2. The injection mold according to claim 1, wherein the bushing is at least partially arranged in a lateral direction (L) in a floating manner.

3. The injection mold (1) according to claim 1, wherein the bushing is at least partially arranged in the axial direction (Z) in a displaceable manner.

4. The injection mold according to claim 1, wherein the bushing comprises a conical first surface arranged at the outside of the bushing coaxially with respect to the bore interacting in the closed position of the injection mold with a conical second surface arranged at the second mold half such that the tip of the core is centered with respect to the bore.

5. The injection mold according to claim 1, wherein the bushing comprises in a circumferential direction several clamping segments arranged displaceable with respect to each other in a radial direction with respect to the bore such that the tip of the core in the closed position of the injection mold is clamped in the bore.

6. The injection mold according to claim 5, wherein the clamping segments are interconnected to each other by a common base.

7. The injection mold according to claim 1, wherein the bushing is in the closed position of the injection mold at least partially displaceable and/or clampable with respect to the second mold plate by an actuator arranged at least partially displaceable with respect to the second mold plate.

8. The injection mold according to claim 7, wherein the actuator comprises at least one displaceable hydraulic piston and/or a pneumatic piston.

9. The injection mold according to claim 8, wherein the piston is ring shaped.

10. The injection mold according to claim 7, wherein the actuator comprises a spring loaded actuation plate.

11. The injection mold according to claim 10, wherein the actuator comprises a rod-shaped pusher mechanically interconnecting the first mold half and the spring loaded actuation plate in the closed position, such that actuation plate is displaceable with respect to the second mold plate by the rod-shaped pusher.

12. The injection mold according to claim 1, wherein at least one sensor is arranged in or adjacent to the bushing.

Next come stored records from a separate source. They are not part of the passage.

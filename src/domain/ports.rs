use crate::domain::model::{CleanResult, SweepSummary};
use crate::utils::error::Result;
use async_trait::async_trait;
use std::path::{Path, PathBuf};

pub trait Storage: Send + Sync {
    fn read_file(&self, path: &Path) -> impl std::future::Future<Output = Result<Vec<u8>>> + Send;
    fn write_file(
        &self,
        path: &Path,
        data: &[u8],
    ) -> impl std::future::Future<Output = Result<()>> + Send;
}

pub trait ConfigProvider: Send + Sync {
    fn roots(&self) -> &[String];
    fn concurrent_tasks(&self) -> usize;
}

#[async_trait]
pub trait Pipeline: Send + Sync {
    async fn scan(&self) -> Result<Vec<PathBuf>>;
    async fn clean(&self, files: Vec<PathBuf>) -> Result<CleanResult>;
    async fn report(&self, files_discovered: usize, result: CleanResult) -> Result<SweepSummary>;
}
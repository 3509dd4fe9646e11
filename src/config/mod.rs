pub mod cli;

use crate::core::ConfigProvider;
use crate::utils::error::Result;
use crate::utils::validation::{
    validate_non_empty_list, validate_path, validate_positive_number, Validate,
};
use clap::Parser;
use serde::{Deserialize, Serialize};

#[derive(Debug, Clone, Serialize, Deserialize, Parser)]
#[command(name = "sidebar-sweep")]
#[command(about = "Bulk-removes <aside> sidebar blocks from static HTML files")]
pub struct CliConfig {
    /// 要掃描的根目錄，逗號分隔
    #[arg(long, value_delimiter = ',', default_values_t = [
        "public/archived".to_string(),
        "public/universities".to_string(),
    ])]
    pub roots: Vec<String>,

    #[arg(long, default_value = "8")]
    pub concurrent_tasks: usize,

    #[arg(long, help = "Enable verbose output")]
    pub verbose: bool,

    #[arg(long, help = "Enable system monitoring")]
    pub monitor: bool,
}

impl ConfigProvider for CliConfig {
    fn roots(&self) -> &[String] {
        &self.roots
    }

    fn concurrent_tasks(&self) -> usize {
        self.concurrent_tasks
    }
}

impl Validate for CliConfig {
    fn validate(&self) -> Result<()> {
        validate_non_empty_list("roots", &self.roots)?;
        for root in &self.roots {
            validate_path("roots", root)?;
        }
        validate_positive_number("concurrent_tasks", self.concurrent_tasks, 1)?;
        Ok(())
    }
}

#[cfg(test)]
mod tests {
    use super::*;

    fn base_config() -> CliConfig {
        CliConfig {
            roots: vec![
                "public/archived".to_string(),
                "public/universities".to_string(),
            ],
            concurrent_tasks: 8,
            verbose: false,
            monitor: false,
        }
    }

    #[test]
    fn test_default_style_config_is_valid() {
        assert!(base_config().validate().is_ok());
    }

    #[test]
    fn test_zero_concurrency_is_rejected() {
        let mut config = base_config();
        config.concurrent_tasks = 0;
        assert!(config.validate().is_err());
    }

    #[test]
    fn test_empty_roots_rejected() {
        let mut config = base_config();
        config.roots.clear();
        assert!(config.validate().is_err());
    }

    #[test]
    fn test_root_with_nul_byte_rejected() {
        let mut config = base_config();
        config.roots = vec!["bad\0root".to_string()];
        assert!(config.validate().is_err());
    }
}
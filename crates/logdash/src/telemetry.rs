use std::io::IsTerminal;
use std::sync::{Mutex, OnceLock};

use opentelemetry::trace::TracerProvider;
use opentelemetry_sdk::trace as sdktrace;
use tracing::Subscriber;
use tracing_opentelemetry::OpenTelemetryLayer;
use tracing_subscriber::layer::SubscriberExt;
use tracing_subscriber::registry::LookupSpan;
use tracing_subscriber::util::SubscriberInitExt;
use tracing_subscriber::{EnvFilter, Layer};

#[derive(Debug, Clone, Copy, PartialEq, Eq)]
pub enum LogFormat {
    Compact,
    Json,
}

impl LogFormat {
    pub fn from_env() -> Self {
        Self::parse(&std::env::var("LOGDASH_LOG_FORMAT").unwrap_or_default())
    }

    fn parse(value: &str) -> Self {
        match value.trim().to_ascii_lowercase().as_str() {
            "json" => Self::Json,
            _ => Self::Compact,
        }
    }
}

fn env_filter(default: &str) -> EnvFilter {
    EnvFilter::try_from_default_env().unwrap_or_else(|_| EnvFilter::new(default))
}

pub fn init_cli_tracing() {
    let _ = tracing_subscriber::fmt()
        .with_env_filter(env_filter("warn"))
        .with_target(false)
        .with_writer(std::io::stderr)
        .with_ansi(std::io::stderr().is_terminal())
        .compact()
        .try_init();
}

pub fn init_run_tracing(format: LogFormat) {
    let fmt_layer = match format {
        LogFormat::Json => tracing_subscriber::fmt::layer()
            .json()
            .with_current_span(false)
            .with_writer(std::io::stderr)
            .boxed(),
        LogFormat::Compact => tracing_subscriber::fmt::layer()
            .with_target(false)
            .with_writer(std::io::stderr)
            .with_ansi(std::io::stderr().is_terminal())
            .compact()
            .boxed(),
    };

    let _ = tracing_subscriber::registry()
        .with(env_filter("info,tower_http=info"))
        .with(fmt_layer)
        .with(build_otlp_layer())
        .try_init();
}

pub fn shutdown_tracing() {
    if let Some(provider) = otlp_provider_slot()
        .lock()
        .ok()
        .and_then(|mut slot| slot.take())
    {
        let _ = provider.shutdown();
    }
}

fn build_otlp_layer<S>() -> Option<OpenTelemetryLayer<S, sdktrace::Tracer>>
where
    S: Subscriber + for<'a> LookupSpan<'a>,
{
    if std::env::var("OTEL_EXPORTER_OTLP_ENDPOINT").is_err() {
        return None;
    }

    let exporter = opentelemetry_otlp::SpanExporter::builder()
        .with_tonic()
        .build()
        .ok()?;

    let provider = opentelemetry_sdk::trace::SdkTracerProvider::builder()
        .with_batch_exporter(exporter)
        .build();
    let tracer = provider.tracer("logdash");

    if let Ok(mut slot) = otlp_provider_slot().lock() {
        *slot = Some(provider);
    }

    Some(tracing_opentelemetry::layer().with_tracer(tracer))
}

fn otlp_provider_slot() -> &'static Mutex<Option<sdktrace::SdkTracerProvider>> {
    static SLOT: OnceLock<Mutex<Option<sdktrace::SdkTracerProvider>>> = OnceLock::new();
    SLOT.get_or_init(|| Mutex::new(None))
}

#[cfg(test)]
mod tests {
    use super::*;

    #[test]
    fn log_format_parsing() {
        assert_eq!(LogFormat::parse("json"), LogFormat::Json);
        assert_eq!(LogFormat::parse(" JSON "), LogFormat::Json);
        assert_eq!(LogFormat::parse(""), LogFormat::Compact);
        assert_eq!(LogFormat::parse("pretty"), LogFormat::Compact);
    }
}
pub mod auth;
pub mod client;
pub mod query;
pub mod source;

pub use client::BigQueryClient;
pub use source::{LogSource, fetch_recent_logs};
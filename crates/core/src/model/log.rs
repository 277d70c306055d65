use serde::{Deserialize, Serialize};

/// Literal stored by the warehouse query when a structured column is absent.
pub const NULL_SENTINEL: &str = "null";
/// Literal stored for an empty label map.
pub const EMPTY_OBJECT_SENTINEL: &str = "{}";

#[derive(Debug, Clone, Serialize, Deserialize, PartialEq, Eq)]
pub struct TimestampValue {
    pub value: String,
}

impl TimestampValue {
    pub fn new(value: impl Into<String>) -> Self {
        Self {
            value: value.into(),
        }
    }
}

/// One row of the log table, as returned by the gateway.
///
/// Structured columns (`json_payload`, `resource_labels`, `http_request`,
/// `source_location`, `labels`) hold JSON text and use [`NULL_SENTINEL`] or
/// [`EMPTY_OBJECT_SENTINEL`] when they carry nothing.
#[derive(Debug, Clone, Serialize, Deserialize, PartialEq, Eq)]
pub struct LogEntry {
    pub timestamp: TimestampValue,
    #[serde(default)]
    pub severity: String,
    #[serde(default)]
    pub log_name: String,
    #[serde(default)]
    pub text_payload: Option<String>,
    #[serde(default = "null_sentinel")]
    pub json_payload: String,
    #[serde(default)]
    pub insert_id: String,
    #[serde(default)]
    pub resource_type: String,
    #[serde(default = "null_sentinel")]
    pub resource_labels: String,
    #[serde(default = "null_sentinel")]
    pub http_request: String,
    #[serde(default)]
    pub trace: Option<String>,
    #[serde(default)]
    pub span_id: Option<String>,
    #[serde(default = "null_sentinel")]
    pub source_location: String,
    #[serde(default = "empty_object_sentinel")]
    pub labels: String,
    #[serde(default)]
    pub service_name: String,
}

fn null_sentinel() -> String {
    NULL_SENTINEL.to_string()
}

fn empty_object_sentinel() -> String {
    EMPTY_OBJECT_SENTINEL.to_string()
}

/// True when a JSON-text field carries no structured data.
pub fn is_sentinel(raw: &str) -> bool {
    let trimmed = raw.trim();
    trimmed.is_empty() || trimmed == NULL_SENTINEL || trimmed == EMPTY_OBJECT_SENTINEL
}

impl LogEntry {
    /// Text payload, treating an empty string as absent.
    pub fn text(&self) -> Option<&str> {
        self.text_payload.as_deref().filter(|t| !t.is_empty())
    }

    pub fn has_json_payload(&self) -> bool {
        !is_sentinel(&self.json_payload)
    }

    /// Short message shown in the table row.
    pub fn message_summary(&self) -> &str {
        match self.text() {
            Some(text) => text,
            None if self.has_json_payload() => "JSON Data",
            None => "No message",
        }
    }

    /// Project segment of `projects/<project>/logs/<name>`.
    pub fn project_label(&self) -> Option<&str> {
        self.log_name
            .split('/')
            .nth(1)
            .filter(|segment| !segment.is_empty())
    }
}
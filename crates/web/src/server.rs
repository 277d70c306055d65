use std::net::SocketAddr;
use std::sync::Arc;

use axum::Router;
use axum::http::Method;
use axum::routing::get;
use logdash_core::error::{DashError, Result};
use logdash_warehouse::LogSource;
use tower_http::cors::{Any, CorsLayer};
use tower_http::trace::TraceLayer;
use tracing::Level;

use crate::client::GatewayClient;
use crate::{gateway, page};

#[derive(Clone)]
pub struct AppState {
    pub source: Arc<dyn LogSource>,
    pub gateway: GatewayClient,
    pub project_id: String,
}

impl AppState {
    pub fn new(source: Arc<dyn LogSource>, gateway_url: String, project_id: String) -> Self {
        Self {
            source,
            gateway: GatewayClient::new(gateway_url),
            project_id,
        }
    }
}

pub fn router(state: AppState) -> Router {
    let cors = CorsLayer::new()
        .allow_origin(Any)
        .allow_methods([Method::GET, Method::OPTIONS])
        .allow_headers(Any);
    let api = Router::new()
        .route("/api/logs", get(gateway::get_logs))
        .route("/health", get(gateway::health))
        .layer(cors);

    Router::new()
        .route("/", get(page::dashboard))
        .merge(api)
        .layer(
            TraceLayer::new_for_http()
                .on_request(tower_http::trace::DefaultOnRequest::new().level(Level::INFO))
                .on_response(tower_http::trace::DefaultOnResponse::new().level(Level::INFO)),
        )
        .with_state(state)
}

pub async fn run_server(state: AppState, addr: SocketAddr) -> Result<()> {
    let listener = tokio::net::TcpListener::bind(addr)
        .await
        .map_err(|e| DashError::Io(format!("failed to bind {addr}: {e}")))?;
    tracing::info!(%addr, "dashboard listening");
    axum::serve(listener, router(state))
        .with_graceful_shutdown(async {
            let _ = tokio::signal::ctrl_c().await;
        })
        .await
        .map_err(|e| DashError::Io(format!("HTTP server failed: {e}")))
}
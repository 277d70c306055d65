use std::sync::Arc;

use async_trait::async_trait;
use logdash_core::config::Config;
use logdash_core::error::{DashError, Result};
use logdash_core::model::log::LogEntry;
use logdash_core::model::response::MAX_ROWS;
use reqwest::{Response, StatusCode};
use serde::Deserialize;
use serde::de::DeserializeOwned;

use crate::auth::{Credentials, TokenProvider};
use crate::query::{QueryRequest, QueryResponse, decode_rows};
use crate::source::LogSource;

/// BigQuery REST v2 client bound to one project, dataset and table.
#[derive(Clone)]
pub struct BigQueryClient {
    http: reqwest::Client,
    endpoint: String,
    project_id: String,
    dataset_id: String,
    table: String,
    tokens: Arc<TokenProvider>,
}

#[derive(Deserialize)]
struct GoogleErrorBody {
    error: GoogleError,
}

#[derive(Deserialize)]
struct GoogleError {
    #[serde(default)]
    message: String,
}

impl BigQueryClient {
    pub fn from_config(cfg: &Config) -> Result<Self> {
        let http = reqwest::Client::builder()
            .user_agent(concat!("logdash/", env!("CARGO_PKG_VERSION")))
            .build()
            .map_err(|e| DashError::Internal(format!("failed to build http client: {e}")))?;

        let credentials = match &cfg.access_token {
            Some(token) => Credentials::StaticToken(token.clone()),
            None => Credentials::KeyFile(cfg.credentials_path.clone()),
        };

        Ok(Self {
            tokens: Arc::new(TokenProvider::new(
                credentials,
                http.clone(),
                cfg.token_lifetime,
            )),
            http,
            endpoint: cfg.bigquery_endpoint.trim_end_matches('/').to_string(),
            project_id: cfg.project_id.clone(),
            dataset_id: cfg.dataset_id.clone(),
            table: cfg.qualified_table(),
        })
    }

    fn project_url(&self) -> String {
        format!("{}/projects/{}", self.endpoint, self.project_id)
    }

    async fn get_query_results(&self, job_id: &str, location: Option<&str>) -> Result<QueryResponse> {
        let url = format!("{}/queries/{job_id}", self.project_url());
        let mut params = vec![
            ("maxResults", MAX_ROWS.to_string()),
            ("formatOptions.useInt64Timestamp", "true".to_string()),
        ];
        if let Some(location) = location {
            params.push(("location", location.to_string()));
        }

        let token = self.tokens.bearer().await?;
        let response = self
            .http
            .get(url)
            .bearer_auth(token)
            .query(&params)
            .send()
            .await
            .map_err(|e| transport_error("query results request", e))?;
        read_json(response, "query results").await
    }
}

#[async_trait]
impl LogSource for BigQueryClient {
    async fn check_dataset(&self) -> Result<()> {
        let url = format!("{}/datasets/{}", self.project_url(), self.dataset_id);
        let token = self.tokens.bearer().await?;
        let response = self
            .http
            .get(url)
            .bearer_auth(token)
            .send()
            .await
            .map_err(|e| transport_error("dataset check", e))?;

        match response.status() {
            status if status.is_success() => Ok(()),
            StatusCode::NOT_FOUND => Err(DashError::UpstreamUnavailable(format!(
                "dataset {}:{} not found",
                self.project_id, self.dataset_id
            ))),
            status => Err(upstream_status("dataset check", status, response).await),
        }
    }

    async fn query_recent(&self) -> Result<Vec<LogEntry>> {
        let url = format!("{}/queries", self.project_url());
        let token = self.tokens.bearer().await?;
        let response = self
            .http
            .post(url)
            .bearer_auth(token)
            .json(&QueryRequest::for_table(&self.table))
            .send()
            .await
            .map_err(|e| transport_error("query request", e))?;
        let mut result: QueryResponse = read_json(response, "query").await?;

        while !result.job_complete {
            let Some(job) = result.job_reference.take() else {
                return Err(DashError::UpstreamUnavailable(
                    "query did not complete and returned no job reference".to_string(),
                ));
            };
            tracing::debug!(job_id = %job.job_id, "query still running, reading results");
            result = self
                .get_query_results(&job.job_id, job.location.as_deref())
                .await?;
            if result.job_reference.is_none() {
                result.job_reference = Some(job);
            }
        }

        let schema = result.schema.unwrap_or_default();
        let logs = decode_rows(&schema, &result.rows)?;
        tracing::info!(rows = logs.len(), table = %self.table, "warehouse query complete");
        Ok(logs)
    }
}

fn transport_error(what: &str, err: reqwest::Error) -> DashError {
    DashError::UpstreamUnavailable(format!("{what} failed: {}", err.without_url()))
}

async fn upstream_status(what: &str, status: StatusCode, response: Response) -> DashError {
    let message = response
        .json::<GoogleErrorBody>()
        .await
        .map(|b| b.error.message)
        .ok()
        .filter(|m| !m.is_empty())
        .unwrap_or_else(|| status.canonical_reason().unwrap_or("unknown").to_string());
    DashError::UpstreamUnavailable(format!("{what} returned {}: {message}", status.as_u16()))
}

async fn read_json<T: DeserializeOwned>(response: Response, what: &str) -> Result<T> {
    let status = response.status();
    if !status.is_success() {
        return Err(upstream_status(what, status, response).await);
    }
    response
        .json::<T>()
        .await
        .map_err(|e| {
            DashError::UpstreamUnavailable(format!(
                "{what} response unreadable: {}",
                e.without_url()
            ))
        })
}
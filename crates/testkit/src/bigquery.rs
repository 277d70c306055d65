//! Minimal stand-in for the BigQuery REST v2 endpoints the warehouse client calls.

use std::net::SocketAddr;
use std::sync::{Arc, Mutex};

use axum::extract::{Path, State};
use axum::http::{HeaderMap, StatusCode};
use axum::response::{IntoResponse, Response};
use axum::routing::{get, post};
use axum::{Json, Router};
use chrono::DateTime;
use logdash_core::model::log::LogEntry;
use serde_json::{Value, json};

pub const JOB_ID: &str = "job_logdash_test";

#[derive(Debug, Clone)]
pub struct MockOptions {
    pub rows: Vec<LogEntry>,
    pub dataset_exists: bool,
    pub token: String,
    /// First `jobs.query` answer reports the job as still running.
    pub defer_completion: bool,
    pub query_error: Option<(u16, String)>,
}

impl Default for MockOptions {
    fn default() -> Self {
        Self {
            rows: Vec::new(),
            dataset_exists: true,
            token: "test-token".to_string(),
            defer_completion: false,
            query_error: None,
        }
    }
}

#[derive(Clone)]
struct MockState {
    opts: Arc<MockOptions>,
    queries: Arc<Mutex<Vec<Value>>>,
}

pub struct MockBigQuery {
    pub addr: SocketAddr,
    queries: Arc<Mutex<Vec<Value>>>,
    task: tokio::task::JoinHandle<()>,
}

impl MockBigQuery {
    pub async fn start(opts: MockOptions) -> anyhow::Result<Self> {
        let queries = Arc::new(Mutex::new(Vec::new()));
        let state = MockState {
            opts: Arc::new(opts),
            queries: queries.clone(),
        };
        let app = Router::new()
            .route(
                "/bigquery/v2/projects/{project}/datasets/{dataset}",
                get(get_dataset),
            )
            .route("/bigquery/v2/projects/{project}/queries", post(run_query))
            .route(
                "/bigquery/v2/projects/{project}/queries/{job}",
                get(query_results),
            )
            .with_state(state);

        let listener = tokio::net::TcpListener::bind("127.0.0.1:0").await?;
        let addr = listener.local_addr()?;
        let task = tokio::spawn(async move {
            let _ = axum::serve(listener, app).await;
        });
        Ok(Self {
            addr,
            queries,
            task,
        })
    }

    pub fn endpoint(&self) -> String {
        format!("http://{}/bigquery/v2", self.addr)
    }

    /// Bodies received by `jobs.query`, in arrival order.
    pub fn received_queries(&self) -> Vec<Value> {
        self.queries.lock().map(|q| q.clone()).unwrap_or_default()
    }
}

impl Drop for MockBigQuery {
    fn drop(&mut self) {
        self.task.abort();
    }
}

fn authorized(state: &MockState, headers: &HeaderMap) -> bool {
    let expected = format!("Bearer {}", state.opts.token);
    headers
        .get("authorization")
        .and_then(|v| v.to_str().ok())
        .is_some_and(|v| v == expected)
}

fn google_error(status: StatusCode, message: &str) -> Response {
    (
        status,
        Json(json!({"error": {"code": status.as_u16(), "message": message, "status": "ERROR"}})),
    )
        .into_response()
}

async fn get_dataset(
    State(state): State<MockState>,
    Path((project, dataset)): Path<(String, String)>,
    headers: HeaderMap,
) -> Response {
    if !authorized(&state, &headers) {
        return google_error(StatusCode::UNAUTHORIZED, "Request had invalid authentication credentials.");
    }
    if !state.opts.dataset_exists {
        return google_error(
            StatusCode::NOT_FOUND,
            &format!("Not found: Dataset {project}:{dataset}"),
        );
    }
    Json(json!({
        "kind": "bigquery#dataset",
        "datasetReference": {"projectId": project, "datasetId": dataset}
    }))
    .into_response()
}

async fn run_query(
    State(state): State<MockState>,
    Path(project): Path<String>,
    headers: HeaderMap,
    Json(body): Json<Value>,
) -> Response {
    if !authorized(&state, &headers) {
        return google_error(StatusCode::UNAUTHORIZED, "Request had invalid authentication credentials.");
    }
    if let Ok(mut queries) = state.queries.lock() {
        queries.push(body);
    }
    if let Some((code, message)) = &state.opts.query_error {
        let status = StatusCode::from_u16(*code).unwrap_or(StatusCode::BAD_REQUEST);
        return google_error(status, message);
    }
    if state.opts.defer_completion {
        return Json(json!({
            "kind": "bigquery#queryResponse",
            "jobComplete": false,
            "jobReference": {"projectId": project, "jobId": JOB_ID, "location": "US"}
        }))
        .into_response();
    }
    Json(complete_response(&project, &state.opts.rows)).into_response()
}

async fn query_results(
    State(state): State<MockState>,
    Path((project, job)): Path<(String, String)>,
    headers: HeaderMap,
) -> Response {
    if !authorized(&state, &headers) {
        return google_error(StatusCode::UNAUTHORIZED, "Request had invalid authentication credentials.");
    }
    if job != JOB_ID {
        return google_error(StatusCode::NOT_FOUND, &format!("Not found: Job {project}:{job}"));
    }
    Json(complete_response(&project, &state.opts.rows)).into_response()
}

fn complete_response(project: &str, rows: &[LogEntry]) -> Value {
    let fields: Vec<Value> = [
        ("timestamp", "TIMESTAMP"),
        ("severity", "STRING"),
        ("log_name", "STRING"),
        ("text_payload", "STRING"),
        ("json_payload", "STRING"),
        ("insert_id", "STRING"),
        ("resource_type", "STRING"),
        ("resource_labels", "STRING"),
        ("http_request", "STRING"),
        ("trace", "STRING"),
        ("span_id", "STRING"),
        ("source_location", "STRING"),
        ("labels", "STRING"),
        ("service_name", "STRING"),
    ]
    .iter()
    .map(|(name, ty)| json!({"name": name, "type": ty, "mode": "NULLABLE"}))
    .collect();

    json!({
        "kind": "bigquery#queryResponse",
        "jobComplete": true,
        "jobReference": {"projectId": project, "jobId": JOB_ID, "location": "US"},
        "schema": {"fields": fields},
        "totalRows": rows.len().to_string(),
        "rows": rows.iter().map(encode_row).collect::<Vec<_>>(),
    })
}

/// One entry in the `f`/`v` cell layout, with the timestamp as int64 micros.
pub fn encode_row(entry: &LogEntry) -> Value {
    let timestamp = DateTime::parse_from_rfc3339(&entry.timestamp.value)
        .map(|ts| ts.timestamp_micros().to_string())
        .unwrap_or_else(|_| entry.timestamp.value.clone());
    let cells = [
        Some(timestamp),
        Some(entry.severity.clone()),
        Some(entry.log_name.clone()),
        Some(entry.text_payload.clone().unwrap_or_default()),
        Some(entry.json_payload.clone()),
        Some(entry.insert_id.clone()),
        Some(entry.resource_type.clone()),
        Some(entry.resource_labels.clone()),
        Some(entry.http_request.clone()),
        entry.trace.clone(),
        entry.span_id.clone(),
        Some(entry.source_location.clone()),
        Some(entry.labels.clone()),
        Some(entry.service_name.clone()),
    ];
    json!({"f": cells.iter().map(|v| json!({"v": v})).collect::<Vec<_>>()})
}
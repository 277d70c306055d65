pub mod bigquery;

use async_trait::async_trait;
use chrono::{Duration, TimeZone, Utc};
use logdash_core::error::{DashError, Result};
use logdash_core::model::log::{LogEntry, TimestampValue};
use logdash_warehouse::LogSource;

/// Two rows, newest first: an ERROR with a text payload and an INFO carrying JSON.
pub fn sample_logs() -> Vec<LogEntry> {
    let base = Utc.with_ymd_and_hms(2026, 2, 1, 0, 0, 0).unwrap();
    vec![
        LogEntry {
            timestamp: TimestampValue::new((base + Duration::milliseconds(1200)).to_rfc3339()),
            severity: "ERROR".to_string(),
            log_name: "projects/logger-462111/logs/run.googleapis.com%2Fstderr".to_string(),
            text_payload: Some("context deadline exceeded".to_string()),
            json_payload: "null".to_string(),
            insert_id: "insert-error-1".to_string(),
            resource_type: "cloud_run_revision".to_string(),
            resource_labels: r#"{"service_name":"api","location":"us-central1"}"#.to_string(),
            http_request: r#"{"requestMethod":"GET","status":504}"#.to_string(),
            trace: Some("projects/logger-462111/traces/4bf92f3577b34da6a3ce929d0e0e4736".to_string()),
            span_id: Some("00f067aa0ba902b7".to_string()),
            source_location: "null".to_string(),
            labels: "{}".to_string(),
            service_name: "api".to_string(),
        },
        LogEntry {
            timestamp: TimestampValue::new((base + Duration::milliseconds(950)).to_rfc3339()),
            severity: "INFO".to_string(),
            log_name: "projects/logger-462111/logs/run.googleapis.com%2Fstdout".to_string(),
            text_payload: None,
            json_payload: r#"{"message":"retrying","attempt":2}"#.to_string(),
            insert_id: "insert-info-2".to_string(),
            resource_type: "cloud_run_revision".to_string(),
            resource_labels: r#"{"service_name":"api"}"#.to_string(),
            http_request: "null".to_string(),
            trace: None,
            span_id: None,
            source_location: r#"{"file":"main.go","line":"42"}"#.to_string(),
            labels: r#"{"instanceId":"0087"}"#.to_string(),
            service_name: "api".to_string(),
        },
    ]
}

/// In-memory source returning fixed rows, or failing the dataset check.
pub struct StaticSource {
    rows: Vec<LogEntry>,
    failure: Option<String>,
}

impl StaticSource {
    pub fn new(rows: Vec<LogEntry>) -> Self {
        Self {
            rows,
            failure: None,
        }
    }

    pub fn failing(message: &str) -> Self {
        Self {
            rows: Vec::new(),
            failure: Some(message.to_string()),
        }
    }
}

#[async_trait]
impl LogSource for StaticSource {
    async fn check_dataset(&self) -> Result<()> {
        match &self.failure {
            Some(message) => Err(DashError::UpstreamUnavailable(message.clone())),
            None => Ok(()),
        }
    }

    async fn query_recent(&self) -> Result<Vec<LogEntry>> {
        Ok(self.rows.clone())
    }
}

13. The injection mold according to claim 1, wherein the bushing is held with respect to the second mold plate or the actuator by a holding means.

14. The injection mold according to claim 1, wherein the bushing comprises at least one cut-out arranged laterally and connecting the bore and the outside of the bushing.

15. The injection mold according to claim 5, wherein the bushing comprises a front segment being arranged during operation between the dorsal end of the cavity and the clamping segments, the front segment comprising an undisrupted inlet opening of the bore for receiving the tip of the core.

16. A method for manufacturing at least one tubular plastic part with an injection mold according to claim 1, said method comprising the following steps: a. closing the injection mold by displacing the mold halves relative to each other from the open position into the closed position, wherein i. the core of the first mold plate is received in the cavity of the second mold plate and the tip of the core projects in the axial direction (Z) from the dorsal end of the cavity, and ii. said tip of the core is received by the bore of the bushing arranged adjacent to the dorsal end of the cavity; b. injecting molten plastic material into the molding cavity to form the tubular plastic part; c. opening the injection mold after the plastic material is sufficiently cured and removing the tubular plastic part.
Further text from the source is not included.